• Exercise description:
Find the lines below holding the word "plain" and copy each of them.
[[ Data extracts, beginning ]]
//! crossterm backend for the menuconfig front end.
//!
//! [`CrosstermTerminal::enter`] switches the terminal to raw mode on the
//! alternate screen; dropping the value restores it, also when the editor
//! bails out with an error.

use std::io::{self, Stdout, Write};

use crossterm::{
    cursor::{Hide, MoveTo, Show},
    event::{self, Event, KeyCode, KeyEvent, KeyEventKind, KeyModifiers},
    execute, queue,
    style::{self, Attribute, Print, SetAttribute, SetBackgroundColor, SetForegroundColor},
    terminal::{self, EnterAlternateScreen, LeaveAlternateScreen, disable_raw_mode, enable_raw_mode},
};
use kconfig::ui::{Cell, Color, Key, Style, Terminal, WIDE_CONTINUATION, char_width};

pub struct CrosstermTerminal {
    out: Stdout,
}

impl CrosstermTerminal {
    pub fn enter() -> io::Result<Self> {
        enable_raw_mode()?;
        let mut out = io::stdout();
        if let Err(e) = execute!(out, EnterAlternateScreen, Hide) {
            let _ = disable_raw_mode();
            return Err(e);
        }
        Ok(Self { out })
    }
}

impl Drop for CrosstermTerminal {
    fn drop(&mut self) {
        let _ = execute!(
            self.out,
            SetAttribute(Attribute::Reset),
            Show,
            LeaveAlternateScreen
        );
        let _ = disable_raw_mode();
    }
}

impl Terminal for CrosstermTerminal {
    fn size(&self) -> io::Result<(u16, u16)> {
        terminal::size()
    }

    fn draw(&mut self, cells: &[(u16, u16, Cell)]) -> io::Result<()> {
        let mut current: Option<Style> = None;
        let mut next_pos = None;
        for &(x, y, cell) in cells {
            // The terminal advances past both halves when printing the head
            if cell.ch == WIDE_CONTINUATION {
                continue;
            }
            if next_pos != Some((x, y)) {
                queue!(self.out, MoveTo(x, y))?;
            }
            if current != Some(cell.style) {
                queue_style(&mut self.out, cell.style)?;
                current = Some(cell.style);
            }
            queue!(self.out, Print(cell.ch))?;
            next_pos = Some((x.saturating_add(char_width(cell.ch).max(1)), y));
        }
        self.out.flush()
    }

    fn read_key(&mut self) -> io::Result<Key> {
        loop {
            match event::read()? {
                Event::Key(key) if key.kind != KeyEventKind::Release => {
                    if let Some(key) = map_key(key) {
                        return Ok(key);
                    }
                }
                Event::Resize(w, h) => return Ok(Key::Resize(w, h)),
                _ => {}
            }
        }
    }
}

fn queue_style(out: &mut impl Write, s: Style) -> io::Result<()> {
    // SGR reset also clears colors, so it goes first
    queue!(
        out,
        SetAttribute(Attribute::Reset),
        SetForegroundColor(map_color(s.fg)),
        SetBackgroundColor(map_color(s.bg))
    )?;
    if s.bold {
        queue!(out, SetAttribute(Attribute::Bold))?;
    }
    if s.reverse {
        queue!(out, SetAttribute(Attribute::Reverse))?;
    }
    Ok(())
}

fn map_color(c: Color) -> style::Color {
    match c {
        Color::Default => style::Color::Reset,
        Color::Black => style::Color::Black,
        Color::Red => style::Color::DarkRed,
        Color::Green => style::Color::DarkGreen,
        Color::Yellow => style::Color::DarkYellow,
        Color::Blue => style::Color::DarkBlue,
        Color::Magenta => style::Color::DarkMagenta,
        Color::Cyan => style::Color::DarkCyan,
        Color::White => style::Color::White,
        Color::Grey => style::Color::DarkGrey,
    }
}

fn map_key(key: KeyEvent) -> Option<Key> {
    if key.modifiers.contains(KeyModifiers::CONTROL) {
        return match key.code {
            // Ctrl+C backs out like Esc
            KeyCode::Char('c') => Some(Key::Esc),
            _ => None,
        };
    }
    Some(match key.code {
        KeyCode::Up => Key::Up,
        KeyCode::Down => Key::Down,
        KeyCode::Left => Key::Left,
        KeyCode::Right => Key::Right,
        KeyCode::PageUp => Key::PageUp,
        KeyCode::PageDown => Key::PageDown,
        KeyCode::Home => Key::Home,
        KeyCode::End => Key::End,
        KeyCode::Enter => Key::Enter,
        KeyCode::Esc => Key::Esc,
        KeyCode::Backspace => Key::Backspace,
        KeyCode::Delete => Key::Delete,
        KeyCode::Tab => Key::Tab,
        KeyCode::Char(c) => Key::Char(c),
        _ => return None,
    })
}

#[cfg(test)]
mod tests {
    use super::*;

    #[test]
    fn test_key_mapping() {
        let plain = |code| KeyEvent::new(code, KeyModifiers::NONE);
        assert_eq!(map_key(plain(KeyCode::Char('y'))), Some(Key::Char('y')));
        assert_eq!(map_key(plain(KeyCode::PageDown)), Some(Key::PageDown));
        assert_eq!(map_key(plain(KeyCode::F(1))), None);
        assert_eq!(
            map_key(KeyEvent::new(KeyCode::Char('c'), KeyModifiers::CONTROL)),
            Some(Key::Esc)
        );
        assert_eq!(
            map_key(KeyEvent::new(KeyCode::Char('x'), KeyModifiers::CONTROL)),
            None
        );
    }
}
[[ Data extracts, end ]]
• Written response:
        let plain = |code| KeyEvent::new(code, KeyModifiers::NONE);
        assert_eq!(map_key(plain(KeyCode::Char('y'))), Some(Key::Char('y')));
        assert_eq!(map_key(plain(KeyCode::PageDown)), Some(Key::PageDown));
        assert_eq!(map_key(plain(KeyCode::F(1))), None);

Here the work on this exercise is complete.